Tout le monde a été pris de court par l’éruption du phénomène des gilets jaunes. Eux les premiers car le mouvement spontané a cristallisé très vite et très bien. Qui peut se vanter aujourd’hui de sortir cent ou deux cents mille français dans la rue à part le PSG ou l’équipe de France de football ?
Voici quelques remarques, réflexions et interrogations vues de loin, depuis le Brésil où je réside et le Maroc, le pays de mon enfance et de ma jeunesse qui ne m’a jamais vraiment quitté.
Sur le fond d’abord :
- Les gilets jaunes s’indignent, à juste titre, de payer plus cher le carburant. J’ai assisté à un débat télévisé où un gilet jaune s’en prenait à la secrétaire d’état à la transition écologique qui lui a avoué que son salaire dépassait les 7000 euros. C’est peu au regard du revenu d’un joueur de football qui gagne peut-être 7000 euros l’heure ! Personne ne trouve rien à redire à cela alors que le délire du foot business dépasse les bornes de la décence et du bon sens. Pourquoi s’en prendre à un haut fonctionnaire ou un élu qui gagne 7 fois le salaire minimum et applaudir en même temps un joueur de foot qui gagne 1000 ou 10000 fois le SMIG ? Les deux choses sont comparables car le foot business a une fonction sociale bien particulière : habituer les gens à accepter des écarts de salaires qui ne se justifient en rien.
- A l’ère des réseaux sociaux et du Big Data, on se rend compte que le gouvernement ne connaît plus les Français.

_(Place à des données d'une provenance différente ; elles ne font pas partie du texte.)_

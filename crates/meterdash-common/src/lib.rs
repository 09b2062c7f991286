//! ---
//! ems_section: "01-core-functionality"
//! ems_subsection: "module"
//! ems_type: "source"
//! ems_scope: "code"
//! ems_description: "Shared primitives and utilities for the dashboard runtime."
//! ems_version: "v0.0.0-prealpha"
//! ems_owner: "tbd"
//! ---
//! Shared primitives for the metering dashboard workspace.
//! This crate exposes configuration loading, logging bootstrap and the
//! wall-clock helpers used to stamp chart samples.

pub mod config;
pub mod logging;
pub mod time;

pub use config::{
    AppConfig, HostConfig, LoadedAppConfig, LoggingConfig, MetricsConfig, SimulationConfig,
    MAX_REALTIME_CHANNELS,
};
pub use logging::{init_tracing, ConsoleStream, LogFormat};
pub use time::{wall_clock_label, wall_clock_now, wall_clock_of};
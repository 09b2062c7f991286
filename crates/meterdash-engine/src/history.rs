//! ---
//! ems_section: "08-energy-models-optimization"
//! ems_subsection: "module"
//! ems_type: "source"
//! ems_scope: "code"
//! ems_description: "Telemetry binding and aggregation for the metering dashboard."
//! ems_version: "v0.0.0-prealpha"
//! ems_owner: "tbd"
//! ---
use std::collections::VecDeque;

use chrono::NaiveTime;
use serde::{Serialize, Serializer};

use meterdash_common::time::wall_clock_label;
use meterdash_logging::{md_debug, LogContext};

use crate::resolver::ResolvedMetrics;
use crate::roles::MetricGroup;

/// Samples retained per chart.
pub const HISTORY_CAPACITY: usize = 20;

/// One chart point: a wall-clock label plus the three series values.
#[derive(Debug, Clone, Copy, PartialEq, Serialize)]
#[serde(rename_all = "camelCase")]
pub struct HistorySample {
    #[serde(serialize_with = "serialize_wall_clock")]
    pub time: NaiveTime,
    pub value1: f64,
    pub value2: f64,
    pub value3: f64,
}

fn serialize_wall_clock<S: Serializer>(time: &NaiveTime, serializer: S) -> Result<S::Ok, S::Error> {
    serializer.serialize_str(&wall_clock_label(*time))
}

impl HistorySample {
    pub fn new(time: NaiveTime, values: [f64; 3]) -> Self {
        let [value1, value2, value3] = values;
        Self {
            time,
            value1,
            value2,
            value3,
        }
    }

    pub fn values(&self) -> [f64; 3] {
        [self.value1, self.value2, self.value3]
    }

    /// `HH:MM:SS` label shown on the chart axis.
    pub fn label(&self) -> String {
        wall_clock_label(self.time)
    }
}

/// Append-only FIFO of chart samples, never longer than [`HISTORY_CAPACITY`].
#[derive(Debug, Clone, PartialEq)]
pub struct HistoryBuffer {
    samples: VecDeque<HistorySample>,
}

impl Default for HistoryBuffer {
    fn default() -> Self {
        Self::new()
    }
}

impl HistoryBuffer {
    pub fn new() -> Self {
        Self {
            samples: VecDeque::with_capacity(HISTORY_CAPACITY),
        }
    }

    /// Append a sample, evicting the oldest one once the buffer is full.
    pub fn append(&mut self, sample: HistorySample) {
        if self.samples.len() == HISTORY_CAPACITY {
            self.samples.pop_front();
        }
        self.samples.push_back(sample);
    }

    pub fn len(&self) -> usize {
        self.samples.len()
    }

    /// An empty buffer means "no data yet", not an error.
    pub fn is_empty(&self) -> bool {
        self.samples.is_empty()
    }

    pub fn iter(&self) -> impl Iterator<Item = &HistorySample> + '_ {
        self.samples.iter()
    }

    pub fn oldest(&self) -> Option<&HistorySample> {
        self.samples.front()
    }

    pub fn latest(&self) -> Option<&HistorySample> {
        self.samples.back()
    }

    /// Copy of the samples, oldest first.
    pub fn to_vec(&self) -> Vec<HistorySample> {
        self.samples.iter().copied().collect()
    }
}

impl Serialize for HistoryBuffer {
    fn serialize<S: Serializer>(&self, serializer: S) -> Result<S::Ok, S::Error> {
        serializer.collect_seq(self.samples.iter())
    }
}

/// One history buffer per metric group, advanced together.
#[derive(Debug, Clone, Default, PartialEq, Serialize)]
pub struct HistorySet {
    pub voltage: HistoryBuffer,
    pub current: HistoryBuffer,
    pub power: HistoryBuffer,
    pub thd: HistoryBuffer,
}

impl HistorySet {
    pub fn new() -> Self {
        Self::default()
    }

    pub fn get(&self, group: MetricGroup) -> &HistoryBuffer {
        match group {
            MetricGroup::Voltage => &self.voltage,
            MetricGroup::Current => &self.current,
            MetricGroup::Power => &self.power,
            MetricGroup::Thd => &self.thd,
        }
    }

    fn get_mut(&mut self, group: MetricGroup) -> &mut HistoryBuffer {
        match group {
            MetricGroup::Voltage => &mut self.voltage,
            MetricGroup::Current => &mut self.current,
            MetricGroup::Power => &mut self.power,
            MetricGroup::Thd => &mut self.thd,
        }
    }

    /// Append one sample to every group, all stamped with the same `time`.
    pub fn record_tick(&mut self, time: NaiveTime, resolved: &ResolvedMetrics) {
        for group in MetricGroup::ALL {
            let values = resolved.triple(group.series_roles());
            let buffer = self.get_mut(group);
            buffer.append(HistorySample::new(time, values));
            md_debug!(
                context = LogContext::new().with_group(group.as_str()),
                "chart sample at {} ({} retained)",
                wall_clock_label(time),
                buffer.len()
            );
        }
    }
}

Les échanges (quand il y en a) sont souvent surréalistes. Aujourd’hui, l’on sait tout des Français (revenu, localisation en temps réel grâce aux téléphones portables etc.) mais on ne connaît rien de leurs émotions et de leur état d’esprit !

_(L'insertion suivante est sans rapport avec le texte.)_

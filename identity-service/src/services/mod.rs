pub mod contact_store;
pub mod database;
pub mod error;
pub mod memory_store;
pub mod metrics;
pub mod records;
pub mod resolver;

pub use contact_store::ContactStore;
pub use database::PgContactStore;
pub use error::{IdentityError, StoreError};
pub use memory_store::InMemoryContactStore;
pub use metrics::{get_metrics, init_metrics};
pub use records::{ListQuery, MongoDb, RecordsRepository};
pub use resolver::{ConsolidatedContact, IdentityResolver};
//! Domain models for identity-service.

mod contact;
mod record;

pub use contact::{Contact, LinkPrecedence, NewContact};
pub use record::{InvoiceRecord, TransactionRecord};
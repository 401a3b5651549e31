//! Configuration module for identity-service.

use secrecy::Secret;
use service_core::config as core_config;
use service_core::error::AppError;
use std::env;

#[derive(Debug, Clone)]
pub struct IdentityConfig {
    pub common: core_config::Config,
    pub service_name: String,
    pub log_level: String,
    pub otlp_endpoint: Option<String>,
    pub contact_store: ContactStoreBackend,
    pub database: DatabaseConfig,
    pub mongo: MongoConfig,
}

/// Where contacts live.
#[derive(Debug, Clone, Copy, PartialEq, Eq)]
pub enum ContactStoreBackend {
    Postgres,
    /// Process-local, lost on restart. Local runs only.
    Memory,
}

impl ContactStoreBackend {
    fn parse(value: &str) -> Result<Self, AppError> {
        match value.trim().to_ascii_lowercase().as_str() {
            "postgres" => Ok(Self::Postgres),
            "memory" => Ok(Self::Memory),
            other => Err(AppError::ConfigError(anyhow::anyhow!(
                "CONTACT_STORE must be `postgres` or `memory`, got `{}`",
                other
            ))),
        }
    }
}

#[derive(Debug, Clone)]
pub struct DatabaseConfig {
    pub url: Secret<String>,
    pub max_connections: u32,
    pub min_connections: u32,
}

#[derive(Debug, Clone)]
pub struct MongoConfig {
    pub uri: Secret<String>,
    pub database: String,
}

impl IdentityConfig {
    pub fn from_env() -> Result<Self, AppError> {
        let common = core_config::Config::load()?;
        Self::from_lookup(common, |key| env::var(key).ok())
    }

    /// Build from an arbitrary variable source.
    pub fn from_lookup<F>(common: core_config::Config, var: F) -> Result<Self, AppError>
    where
        F: Fn(&str) -> Option<String>,
    {
        let contact_store = match var("CONTACT_STORE") {
            Some(value) => ContactStoreBackend::parse(&value)?,
            None => ContactStoreBackend::Postgres,
        };

        let database_url = match (var("DATABASE_URL"), contact_store) {
            (Some(url), _) => url,
            (None, ContactStoreBackend::Memory) => String::new(),
            (None, ContactStoreBackend::Postgres) => {
                return Err(AppError::ConfigError(anyhow::anyhow!(
                    "DATABASE_URL is required"
                )))
            }
        };

        let mongo_uri = match var("MONGODB_URI") {
            Some(uri) => uri,
            None if common.is_production() => {
                return Err(AppError::ConfigError(anyhow::anyhow!(
                    "MONGODB_URI is required in production"
                )))
            }
            None => "mongodb://localhost:27017".to_string(),
        };

        Ok(Self {
            service_name: var("SERVICE_NAME").unwrap_or_else(|| "identity-service".to_string()),
            log_level: var("LOG_LEVEL").unwrap_or_else(|| "info".to_string()),
            otlp_endpoint: var("OTLP_ENDPOINT").filter(|s| !s.is_empty()),
            contact_store,
            database: DatabaseConfig {
                url: Secret::new(database_url),
                max_connections: var("DATABASE_MAX_CONNECTIONS")
                    .and_then(|s| s.parse().ok())
                    .unwrap_or(10),
                min_connections: var("DATABASE_MIN_CONNECTIONS")
                    .and_then(|s| s.parse().ok())
                    .unwrap_or(1),
            },
            mongo: MongoConfig {
                uri: Secret::new(mongo_uri),
                database: var("MONGODB_DATABASE").unwrap_or_else(|| "Payments".to_string()),
            },
            common,
        })
    }
}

- Cette crise survient après des épisodes déplorables comme celui de Benalla qui a exaspéré les classes populaires qui, à l’époque, avaient gardé le silence. Il y a eu aussi un été marqué par l’Aquarius et tout un discours culpabilisant qui tuait dans l’œuf toute critique de la politique officielle vis-à-vis du dossier dit des migrants. La frustration par rapport à ce gouvernement a été refoulée derrière un mur de silence car les classes populaires se sont habituées à se faire traiter de « beauf » et de « racistes » dès qu’elles osent émettre une opinion qui ne convient pas au consensus dominant. L’explosion «permise » par le dossier des carburants doit se comprendre comme une étape de plus dans un processus accumulatif. Pour la première fois, les classes populaires trouvent un exutoire qui soit au-dessus de tout soupçon. En effet, les gilets jaunes parlent de « sous » et d’économie, et il est difficile dans ces conditions de les disqualifier sur des bases fallacieuses (« vous représentez les extrêmes », « vous êtes contre l’Europe » etc.)
- Les gilets jaunes se plaignent de l’acharnement fiscal de l’Etat. Ce dernier devrait se retrousser les manches et sortir de la zone de confort car il existe d’énormes poches d’économie informelle en France et il faudrait les taxer. Je pense par exemple au secteur de la restauration ou aux divers trafics de pièces détachées. Il n’est pas juste, d’un point de vue démocratique, de laisser prospérer toute une économie souterraine et qui créé des fortunes alors que les citoyens lambda sont lourdement touchés par les impôts indirects.
- Enfin, les gilets jaunes représentent le retour de la question sociale. C’est la faillite des thèses de Terra Nova, ce think tank qui affirmait, il y a juste dix ans, que les classes populaires devaient céder le pas face aux minorités et que la gauche devrait leur tourner le dos car elles représentent le passé. Eh bien, le passé résiste et il a de beaux restes.
Sur la forme :
- La violence des casseurs est impressionnante et affligeante. Nous redécouvrons la violence, un fait que nous tentons de refouler depuis longtemps. Il existe des personnes déterminées à casser, elles n’ont aucune proposition à faire ni contribution à apporter. Elles sont en liberté parce que le système pénal offre une chance de réinsertion et croit (avec une bienveillance candide parfois) à la prééminence des peines alternatives. Autrement dit, Paris brûle parce que nous avons laissé en liberté, par idéologie et idéalisme, des centaines d’individus bien décidés à polluer le vivre-ensemble et la paix civile.
- Comme il est difficile d’être policier ou gendarme dans une Démocratie véritable comme la France ! Je rends hommage aux forces de l’ordre pour leur calme et professionnalisme en dépit des provocations des casseurs. Peu de pays dans le monde peuvent se prévaloir d’une police aussi bonne que celle de la France. Et la haine du flic, si chère à une partie de l’intelligentsia, est tout sauf justifiée.
J’espère sincèrement que les Français trouveront le moyen de dialoguer et de recréer un minimum de confiance entre les élites et le peuple.